Вот сцены, которые со мной бывают всякой почти день. Посмотрите: я проситель-мещанин; честный советник дело мое тянет, как проволоку. Как быть? Подумал, и пошел бить челом управляющему; стою, дожидаюсь выхода его знатности. Его знатность изволили выйти, подойти ко мне и удостоили сказать: «Что ты?» — К вам, с просьбою. — «О чем?» — Мое есть дело у вас, другой год контракт не утвержден! — «Контракт не утвержден?» — Да-с. — «А отчего ж это?» — Не знаю. — «Не знаю! то-то, не знаю! ходите по углам да закоулкам сначала, плутуете, мошенничаете, а как дело — и лезете ко мне». — Н. И., позвольте вам сказать: я ходить по углам ходок самый плохой. — «Знаю я вас, все вы одно поете». — Посмотрите на дело: мое дело, я уверен, скажет вам обо мне совсем другое. — «Что мне твое дело; у меня есть куча их». — Дел много, но все ли они одного качества? — «Контракт — и все равно одни». — Но мой контракт другого рода. — «Отчего ж он не утвержден, когда другого рода?» — Оттого, что другие все утверждены, а мой нет. — «Ты хочешь сказать мне, что ты ходил больше всех по углам, да не успел?» — Точно, с моим делом я был в одном угле, но быть в нем никому не стыдно (т. е. у губернатора). — «Ну, если ты там был, мы опять его туда по шлем». — Как вам угодно, прощайте. — «Прощай». — Обидно, чорт возьми, показалось незаслуженное оскорбление, и такого рода! Грустно стало на душе.

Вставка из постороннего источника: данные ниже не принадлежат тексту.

impl ColorSession {
    pub fn new(config: &ToolConfig) -> Self {
        let size = config.wheel_size;
        Self {
            hsv: Hsv::default(),
            last_rgb: None,
            drag: DragState::default(),
            wheel: WheelGeometry::for_canvas(size, size, config.wheel_margin as f64),
            bar_width: config.bar_width,
            bar_height: size,
            catalog: Catalog::new(),
            filter: SearchFilter::default(),
            search: Debouncer::new(config.search_debounce()),
            suggestion_limit: config.suggestion_limit,
            featured: None,
        }
    }

    // ── Selection ──────────────────────────────────────────────────────

    pub fn hsv(&self) -> Hsv {
        self.hsv
    }

    /// Color of the last interaction, `None` before the first one.
    pub fn last_rgb(&self) -> Option<Rgb> {
        self.last_rgb
    }

    /// Readout for the current cursor.
    pub fn selection(&self) -> Selection {
        self.last_rgb.unwrap_or_else(|| self.hsv.to_rgb()).into()
    }

    pub fn drag(&self) -> DragState {
        self.drag
    }

    pub fn wheel_geometry(&self) -> &WheelGeometry {
        &self.wheel
    }

    /// Value bar raster size as `(width, height)`.
    pub fn bar_size(&self) -> (u32, u32) {
        (self.bar_width, self.bar_height)
    }

    fn resolve(&mut self) -> Rgb {
        let rgb = self.hsv.to_rgb();
        self.last_rgb = Some(rgb);
        self.featured = None;
        rgb
    }

    // ── Pointer input ──────────────────────────────────────────────────

    /// Pointer pressed on the wheel at canvas point `(x, y)`.
    pub fn press_wheel(&mut self, x: f64, y: f64) -> Option<Rgb> {
        self.drag = DragState {
            wheel: true,
            bar: false,
        };
        self.sample_wheel(x, y)
    }

    /// Pointer moved while the wheel may be held. Returns the new color, or
    /// `None` when the wheel is not held or the point is off the disk.
    pub fn drag_wheel(&mut self, x: f64, y: f64) -> Option<Rgb> {
        if !self.drag.wheel {
            return None;
        }
        self.sample_wheel(x, y)
    }

    fn sample_wheel(&mut self, x: f64, y: f64) -> Option<Rgb> {
        let (h, s) = self.wheel.pick(x, y)?;
        self.hsv.h = h;
        self.hsv.s = s;
        Some(self.resolve())
    }

    /// Pointer pressed on the value bar at bar row `y`.
    pub fn press_bar(&mut self, y: f64) -> Rgb {
        self.drag = DragState {
            wheel: false,
            bar: true,
        };
        self.sample_bar(y)
    }

    /// Pointer moved while the value bar may be held.
    pub fn drag_bar(&mut self, y: f64) -> Option<Rgb> {
        if !self.drag.bar {
            return None;
        }
        Some(self.sample_bar(y))
    }

    fn sample_bar(&mut self, y: f64) -> Rgb {
        self.hsv.v = raster::value_at(y, self.bar_height as f64);
        self.resolve()
    }

    /// Pointer released anywhere.
    pub fn release(&mut self) {
        self.drag = DragState::default();
    }

    /// Set the selection from a typed hex value. Invalid input is rejected
    /// and leaves the session untouched, and so does the hex already shown:
    /// re-committing it must not snap the cursor or drop the pinned card.
    pub fn set_hex(&mut self, input: &str) -> Option<Rgb> {
        let hex = normalize_hex(input)?;
        let rgb = hex_to_rgb(&hex)?;
        if hex == self.selection().hex {
            return Some(rgb);
        }
        self.set_rgb(rgb);
        Some(rgb)
    }

    /// Move the cursor to `rgb`. Grays keep the current hue.
    pub fn set_rgb(&mut self, rgb: Rgb) {
        let hsv = rgb.to_hsv();
        if hsv.s > 0.0 && hsv.v > 0.0 {
            self.hsv.h = hsv.h;
        }
        self.hsv.s = hsv.s;
        self.hsv.v = hsv.v;
        self.last_rgb = Some(rgb);
        self.featured = None;
    }

    // ── Catalog ────────────────────────────────────────────────────────

    pub fn catalog(&self) -> &Catalog {
        &self.catalog
    }

    /// Claim the one-shot catalog load; see [`Catalog::begin_load`].
    pub fn begin_load(&mut self) -> bool {
        self.catalog.begin_load()
    }

    /// Store a finished load and re-apply the current filter to it.
    pub fn finish_load(&mut self, result: Result<ParsedCatalog, CatalogError>) {
        self.catalog.finish_load(result);
        self.catalog.apply_filter(&self.filter);
        self.featured = None;
    }

    /// Load synchronously from `source`, at most once per session.
    pub fn load_catalog(&mut self, source: &dyn CatalogSource) {
        if !self.begin_load() {
            return;
        }
        log::info!("Loading catalog from {}", source.describe());
        self.finish_load(source.load());
    }

    // ── Search ─────────────────────────────────────────────────────────

    pub fn filter(&self) -> &SearchFilter {
        &self.filter
    }

    /// Record a search edit; it applies once input has been quiet long enough.
    pub fn search_input(&mut self, filter: SearchFilter, now: Instant) {
        self.search.schedule(filter, now);
    }

    /// Apply the pending search if it is due. Returns whether it ran.
    pub fn poll_search(&mut self, now: Instant) -> bool {
        match self.search.poll(now) {
            Some(filter) => {
                self.apply_filter(filter);
                true
            }
            None => false,
        }
    }

    pub fn search_deadline(&self) -> Option<Instant> {
        self.search.deadline()
    }

    /// Re-filter the active pool right away.
    pub fn apply_filter(&mut self, filter: SearchFilter) {
        self.catalog.apply_filter(&filter);
        log::debug!(
            "Filter {:?} / {:?}: {} of {} entries in pool",
            filter.query,
            filter.kind.as_value(),
            self.catalog.pool_indices().len(),
            self.catalog.items().len()
        );
        self.filter = filter;
        self.featured = None;
    }

    /// The type filter after `current`: `*`, then each catalog type, then
    /// back to `*`.
    pub fn next_type_filter(&self, current: &TypeFilter) -> TypeFilter {
        let types = self.catalog.types();
        let next = match current {
            TypeFilter::Any => types.first(),
            TypeFilter::Exact(current) => {
                let current = current.to_lowercase();
                types
                    .iter()
                    .position(|t| t.to_lowercase() == current)
                    .and_then(|i| types.get(i + 1))
            }
        };
        next.map_or(TypeFilter::Any, |t| TypeFilter::Exact(t.clone()))
    }

    /// Entries listed under the search box.
    pub fn suggestions(&self) -> Vec<&CatalogEntry> {
        filter::suggestions(
            self.catalog.pool_indices(),
            &self.filter,
            self.suggestion_limit,
        )
        .into_iter()
        .filter_map(|i| self.catalog.get(i))
        .collect()
    }

    // ── Matches ────────────────────────────────────────────────────────

    /// Top matches of the active pool for the last selected color.
    pub fn matches(&self) -> Matches {
        match self.last_rgb {
            Some(rgb) => matcher::top_matches(rgb, self.catalog.pool()),
            None => Matches::default(),
        }
    }

    /// Pin `entry` to the primary card until the next recomputation.
    pub fn feature(&mut self, entry: CatalogEntry) {
        self.featured = Some(entry);
    }

    pub fn featured(&self) -> Option<&CatalogEntry> {
        self.featured.as_ref()
    }

    /// What the primary card shows: the pinned entry, else the best match.
    pub fn primary_card(&self) -> Option<CatalogEntry> {
        self.featured
            .clone()
            .or_else(|| self.matches().primary().cloned())
    }
}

Время идет, а дело сидит. Стой. Сем, пущусь на спекуляцию. У управляющего я видел человека; он мне немного знаком, пойду к нему, попрошу его: не поговорить ли он ему обо мне. — Дома? — «У себя-с». — Доложи, пожалуйста. — «Сейчас, пожалуйте». — Здравствуй, Кольцов, что ты? — Вот что, вот что, пожалуйста помогите. — «Хорошо. Принеси-ка мне свою книжку, — я поеду к нему завтра, передам ее, расскажу о тебе, поговорю о деле. А ты дня через два и ступай к нему прямо, — он сам был попечителем гимназии, науку любит и кой-что знает». Прихожу. — «Что, о деле?» — Да-с. — «Да что, твое дело получено от г[убернатора], да только он изволил написать нам немножко щекотливо». — Мне губернатору нельзя же приказывать, как писать. — «Оно так, только твое дело пойдет в д[епартамент]». — Зачем же, позвольте узнать? — «А вот зачем: г[убернатор] написал щекотливо, так пусть нас д[епартамент] разберет». — Но мое дело не стоить, кажется, посылать, и в нем, сами видите, плутовских штук, как вы называли сначала, совсем нет. — «Положим и справедливо, положим и здесь кончить можно, да не хочу, а пусть идет в д[епартамент]». — Скажите ж, для чего его длить, когда его кончить можно здесь? — «А для того, что я хочу здесь все перевернуть кверху ногами». — Если так, извините, я вас больше и просить ни о чем не смею.